**WHAT THE TASK REQUIRES**
Within the data below, copy each line where the string "strings" is found.

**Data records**
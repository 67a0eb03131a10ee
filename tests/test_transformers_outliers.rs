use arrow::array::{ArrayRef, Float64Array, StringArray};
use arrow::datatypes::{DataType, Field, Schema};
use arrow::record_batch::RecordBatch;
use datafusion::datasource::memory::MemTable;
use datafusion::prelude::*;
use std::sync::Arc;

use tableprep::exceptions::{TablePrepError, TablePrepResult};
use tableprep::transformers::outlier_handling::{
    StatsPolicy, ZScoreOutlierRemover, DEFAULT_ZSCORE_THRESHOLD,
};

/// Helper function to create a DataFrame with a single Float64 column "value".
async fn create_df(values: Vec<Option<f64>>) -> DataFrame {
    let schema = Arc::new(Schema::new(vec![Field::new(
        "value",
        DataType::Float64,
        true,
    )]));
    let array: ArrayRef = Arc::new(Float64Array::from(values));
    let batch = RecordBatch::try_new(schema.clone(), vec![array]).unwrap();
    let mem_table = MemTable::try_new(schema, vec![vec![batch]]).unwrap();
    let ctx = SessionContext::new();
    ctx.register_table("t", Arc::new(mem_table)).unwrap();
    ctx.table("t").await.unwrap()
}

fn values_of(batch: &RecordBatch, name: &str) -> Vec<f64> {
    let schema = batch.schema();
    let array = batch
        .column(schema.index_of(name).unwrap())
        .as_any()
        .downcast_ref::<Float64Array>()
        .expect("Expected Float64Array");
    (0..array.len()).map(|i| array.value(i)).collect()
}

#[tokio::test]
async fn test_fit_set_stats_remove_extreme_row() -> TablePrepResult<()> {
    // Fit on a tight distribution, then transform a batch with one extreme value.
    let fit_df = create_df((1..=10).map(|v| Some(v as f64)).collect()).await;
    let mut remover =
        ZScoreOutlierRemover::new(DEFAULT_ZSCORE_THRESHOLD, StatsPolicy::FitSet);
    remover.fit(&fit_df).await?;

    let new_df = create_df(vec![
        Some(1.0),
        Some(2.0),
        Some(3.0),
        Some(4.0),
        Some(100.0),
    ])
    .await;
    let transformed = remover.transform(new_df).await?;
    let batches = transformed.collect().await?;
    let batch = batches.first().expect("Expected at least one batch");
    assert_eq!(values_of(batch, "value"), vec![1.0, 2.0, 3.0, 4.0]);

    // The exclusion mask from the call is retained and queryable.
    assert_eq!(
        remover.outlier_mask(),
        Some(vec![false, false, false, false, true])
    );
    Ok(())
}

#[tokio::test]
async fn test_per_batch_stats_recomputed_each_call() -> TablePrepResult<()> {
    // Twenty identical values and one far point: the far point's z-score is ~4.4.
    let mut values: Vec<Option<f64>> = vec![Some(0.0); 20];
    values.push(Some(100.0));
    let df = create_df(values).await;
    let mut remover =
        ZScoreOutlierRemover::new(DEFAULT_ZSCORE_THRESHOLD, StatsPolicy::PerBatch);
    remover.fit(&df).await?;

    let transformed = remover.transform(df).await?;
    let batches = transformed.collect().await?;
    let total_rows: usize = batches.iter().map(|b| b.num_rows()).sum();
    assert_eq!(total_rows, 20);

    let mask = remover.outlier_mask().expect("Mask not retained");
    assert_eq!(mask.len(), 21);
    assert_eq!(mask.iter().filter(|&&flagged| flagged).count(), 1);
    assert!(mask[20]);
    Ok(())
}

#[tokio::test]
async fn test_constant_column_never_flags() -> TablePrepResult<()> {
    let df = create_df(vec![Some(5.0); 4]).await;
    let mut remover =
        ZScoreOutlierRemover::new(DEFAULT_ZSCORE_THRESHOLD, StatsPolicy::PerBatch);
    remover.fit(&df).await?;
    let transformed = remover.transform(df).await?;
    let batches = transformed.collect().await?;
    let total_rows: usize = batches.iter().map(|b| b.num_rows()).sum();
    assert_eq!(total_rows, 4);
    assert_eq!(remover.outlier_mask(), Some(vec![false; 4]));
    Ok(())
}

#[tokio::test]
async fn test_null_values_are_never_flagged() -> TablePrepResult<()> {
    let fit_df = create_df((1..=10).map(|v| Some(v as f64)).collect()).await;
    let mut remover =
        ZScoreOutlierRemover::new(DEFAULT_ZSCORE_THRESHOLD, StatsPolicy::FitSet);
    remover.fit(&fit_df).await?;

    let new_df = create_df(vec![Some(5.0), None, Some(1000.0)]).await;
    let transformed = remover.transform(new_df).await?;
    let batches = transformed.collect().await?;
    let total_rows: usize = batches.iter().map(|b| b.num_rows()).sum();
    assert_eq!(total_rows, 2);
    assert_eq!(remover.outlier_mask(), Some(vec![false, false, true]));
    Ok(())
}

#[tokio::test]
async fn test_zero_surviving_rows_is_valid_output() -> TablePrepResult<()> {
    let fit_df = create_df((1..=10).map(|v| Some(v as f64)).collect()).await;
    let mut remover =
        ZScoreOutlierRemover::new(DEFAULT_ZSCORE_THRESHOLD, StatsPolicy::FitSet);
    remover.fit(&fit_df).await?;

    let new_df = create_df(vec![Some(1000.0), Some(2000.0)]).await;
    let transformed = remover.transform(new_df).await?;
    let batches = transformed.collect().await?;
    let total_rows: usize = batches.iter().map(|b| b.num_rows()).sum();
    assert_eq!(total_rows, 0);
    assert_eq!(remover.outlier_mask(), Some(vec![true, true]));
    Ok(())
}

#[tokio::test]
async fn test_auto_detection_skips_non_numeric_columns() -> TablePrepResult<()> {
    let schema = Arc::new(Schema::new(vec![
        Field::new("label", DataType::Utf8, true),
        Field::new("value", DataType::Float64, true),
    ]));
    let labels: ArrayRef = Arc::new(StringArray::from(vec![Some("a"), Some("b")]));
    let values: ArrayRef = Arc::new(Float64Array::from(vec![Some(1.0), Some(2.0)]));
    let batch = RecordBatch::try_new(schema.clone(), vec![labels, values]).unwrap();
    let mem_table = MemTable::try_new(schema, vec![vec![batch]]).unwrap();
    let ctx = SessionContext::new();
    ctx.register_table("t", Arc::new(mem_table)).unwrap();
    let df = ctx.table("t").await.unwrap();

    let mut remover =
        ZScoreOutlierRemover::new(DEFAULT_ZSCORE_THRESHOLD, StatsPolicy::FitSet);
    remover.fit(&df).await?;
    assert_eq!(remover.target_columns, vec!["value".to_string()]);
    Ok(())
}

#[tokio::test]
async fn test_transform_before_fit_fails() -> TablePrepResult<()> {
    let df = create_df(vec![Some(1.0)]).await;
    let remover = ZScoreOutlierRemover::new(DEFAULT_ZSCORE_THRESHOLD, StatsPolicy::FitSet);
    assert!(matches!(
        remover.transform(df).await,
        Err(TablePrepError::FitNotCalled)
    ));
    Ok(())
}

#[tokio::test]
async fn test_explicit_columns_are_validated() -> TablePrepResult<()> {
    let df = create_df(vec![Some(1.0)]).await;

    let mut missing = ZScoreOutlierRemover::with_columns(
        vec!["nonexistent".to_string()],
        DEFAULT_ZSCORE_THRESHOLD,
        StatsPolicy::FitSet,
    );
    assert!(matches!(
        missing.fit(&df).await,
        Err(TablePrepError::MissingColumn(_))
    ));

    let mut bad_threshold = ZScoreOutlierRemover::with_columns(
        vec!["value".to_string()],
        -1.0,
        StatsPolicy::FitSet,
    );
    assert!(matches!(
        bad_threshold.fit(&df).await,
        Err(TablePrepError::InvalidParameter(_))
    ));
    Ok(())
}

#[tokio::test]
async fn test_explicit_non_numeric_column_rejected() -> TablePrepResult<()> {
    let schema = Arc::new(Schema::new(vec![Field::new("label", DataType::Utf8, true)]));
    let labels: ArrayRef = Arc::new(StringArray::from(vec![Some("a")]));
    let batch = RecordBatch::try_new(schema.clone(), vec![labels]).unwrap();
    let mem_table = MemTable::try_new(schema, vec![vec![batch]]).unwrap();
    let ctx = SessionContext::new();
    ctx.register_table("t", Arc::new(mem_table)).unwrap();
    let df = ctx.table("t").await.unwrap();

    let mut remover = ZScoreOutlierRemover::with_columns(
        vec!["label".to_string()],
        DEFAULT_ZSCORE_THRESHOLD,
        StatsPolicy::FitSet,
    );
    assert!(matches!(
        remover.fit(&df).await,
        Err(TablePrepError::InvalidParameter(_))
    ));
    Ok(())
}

---

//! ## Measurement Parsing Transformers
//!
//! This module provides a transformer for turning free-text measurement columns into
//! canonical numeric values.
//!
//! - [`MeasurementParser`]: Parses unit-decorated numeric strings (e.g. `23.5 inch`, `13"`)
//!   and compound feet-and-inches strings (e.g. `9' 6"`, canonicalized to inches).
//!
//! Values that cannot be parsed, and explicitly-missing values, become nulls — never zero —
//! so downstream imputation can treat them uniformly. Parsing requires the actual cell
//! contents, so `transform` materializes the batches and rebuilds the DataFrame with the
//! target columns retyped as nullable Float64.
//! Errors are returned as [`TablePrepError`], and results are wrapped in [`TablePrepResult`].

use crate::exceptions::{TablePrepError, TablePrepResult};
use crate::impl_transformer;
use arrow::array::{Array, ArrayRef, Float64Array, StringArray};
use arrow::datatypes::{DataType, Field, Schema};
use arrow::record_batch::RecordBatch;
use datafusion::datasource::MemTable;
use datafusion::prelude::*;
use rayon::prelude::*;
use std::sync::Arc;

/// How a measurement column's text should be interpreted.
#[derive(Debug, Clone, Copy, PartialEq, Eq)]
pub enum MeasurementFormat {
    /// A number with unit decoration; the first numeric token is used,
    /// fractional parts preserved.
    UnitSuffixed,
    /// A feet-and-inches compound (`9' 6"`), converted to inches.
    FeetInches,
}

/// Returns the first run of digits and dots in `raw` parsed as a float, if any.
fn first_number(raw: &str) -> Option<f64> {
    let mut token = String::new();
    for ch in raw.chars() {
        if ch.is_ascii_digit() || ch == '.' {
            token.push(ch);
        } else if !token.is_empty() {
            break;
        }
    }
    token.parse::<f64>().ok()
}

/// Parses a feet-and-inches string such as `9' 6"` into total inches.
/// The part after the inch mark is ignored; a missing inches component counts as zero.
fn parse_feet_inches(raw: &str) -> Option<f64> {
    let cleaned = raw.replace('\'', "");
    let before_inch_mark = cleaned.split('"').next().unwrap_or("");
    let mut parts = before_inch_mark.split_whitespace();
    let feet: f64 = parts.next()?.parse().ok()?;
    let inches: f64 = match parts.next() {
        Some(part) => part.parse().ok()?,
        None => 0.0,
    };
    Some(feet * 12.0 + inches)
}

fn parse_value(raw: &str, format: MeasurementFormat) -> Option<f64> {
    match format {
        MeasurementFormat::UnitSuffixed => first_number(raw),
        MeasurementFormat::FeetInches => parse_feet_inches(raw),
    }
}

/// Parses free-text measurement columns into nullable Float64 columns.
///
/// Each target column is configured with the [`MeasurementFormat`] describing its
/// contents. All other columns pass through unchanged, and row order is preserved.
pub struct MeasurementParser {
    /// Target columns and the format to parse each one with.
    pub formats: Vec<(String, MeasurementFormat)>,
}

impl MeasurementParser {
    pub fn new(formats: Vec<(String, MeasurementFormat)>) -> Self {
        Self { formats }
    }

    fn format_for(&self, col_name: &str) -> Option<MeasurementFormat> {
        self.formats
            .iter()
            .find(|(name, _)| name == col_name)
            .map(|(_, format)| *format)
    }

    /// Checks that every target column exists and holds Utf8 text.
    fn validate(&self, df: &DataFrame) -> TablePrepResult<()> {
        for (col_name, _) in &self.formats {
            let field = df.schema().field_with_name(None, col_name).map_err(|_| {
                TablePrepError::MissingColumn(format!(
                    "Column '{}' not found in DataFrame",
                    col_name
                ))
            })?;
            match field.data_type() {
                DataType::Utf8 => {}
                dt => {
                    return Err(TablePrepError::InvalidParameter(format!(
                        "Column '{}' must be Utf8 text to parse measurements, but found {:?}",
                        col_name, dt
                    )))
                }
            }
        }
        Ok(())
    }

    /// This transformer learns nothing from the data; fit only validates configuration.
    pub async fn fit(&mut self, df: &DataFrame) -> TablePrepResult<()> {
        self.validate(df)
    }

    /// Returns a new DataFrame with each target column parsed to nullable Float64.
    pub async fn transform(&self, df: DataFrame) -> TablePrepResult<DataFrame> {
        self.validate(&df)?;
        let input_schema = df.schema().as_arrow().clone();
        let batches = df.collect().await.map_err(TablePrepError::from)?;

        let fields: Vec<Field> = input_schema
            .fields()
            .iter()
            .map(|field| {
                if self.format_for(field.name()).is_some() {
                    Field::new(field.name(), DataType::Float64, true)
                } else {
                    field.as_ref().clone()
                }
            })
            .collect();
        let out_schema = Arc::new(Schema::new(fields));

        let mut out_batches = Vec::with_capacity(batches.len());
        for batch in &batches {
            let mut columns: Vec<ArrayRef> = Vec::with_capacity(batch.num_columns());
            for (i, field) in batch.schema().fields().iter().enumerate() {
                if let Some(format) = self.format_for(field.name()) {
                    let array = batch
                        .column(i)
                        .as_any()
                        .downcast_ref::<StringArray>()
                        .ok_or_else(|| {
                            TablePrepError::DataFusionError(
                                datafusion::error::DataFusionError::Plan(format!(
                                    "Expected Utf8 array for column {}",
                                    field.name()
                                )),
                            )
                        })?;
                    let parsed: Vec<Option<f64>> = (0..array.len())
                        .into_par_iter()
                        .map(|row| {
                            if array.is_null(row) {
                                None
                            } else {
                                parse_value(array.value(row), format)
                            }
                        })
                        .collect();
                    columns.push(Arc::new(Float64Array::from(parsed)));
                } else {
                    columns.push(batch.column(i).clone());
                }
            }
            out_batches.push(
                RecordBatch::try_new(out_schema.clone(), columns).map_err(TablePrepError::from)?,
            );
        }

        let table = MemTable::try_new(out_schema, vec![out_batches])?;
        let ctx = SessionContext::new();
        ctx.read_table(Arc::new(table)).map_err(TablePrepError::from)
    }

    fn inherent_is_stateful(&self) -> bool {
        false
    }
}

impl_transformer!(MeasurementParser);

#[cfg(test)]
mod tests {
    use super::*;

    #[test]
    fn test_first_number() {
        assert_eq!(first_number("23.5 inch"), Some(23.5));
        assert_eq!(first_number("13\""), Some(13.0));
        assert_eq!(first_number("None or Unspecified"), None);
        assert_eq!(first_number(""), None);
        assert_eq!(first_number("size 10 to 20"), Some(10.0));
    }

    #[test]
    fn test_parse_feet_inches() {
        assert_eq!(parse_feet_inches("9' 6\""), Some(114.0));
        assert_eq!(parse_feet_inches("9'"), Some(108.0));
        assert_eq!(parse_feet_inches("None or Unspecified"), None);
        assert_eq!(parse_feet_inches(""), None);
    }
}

**THE COMPLETED TASK**
//! - [`MeasurementParser`]: Parses unit-decorated numeric strings (e.g. `23.5 inch`, `13"`)
//!   and compound feet-and-inches strings (e.g. `9' 6"`, canonicalized to inches).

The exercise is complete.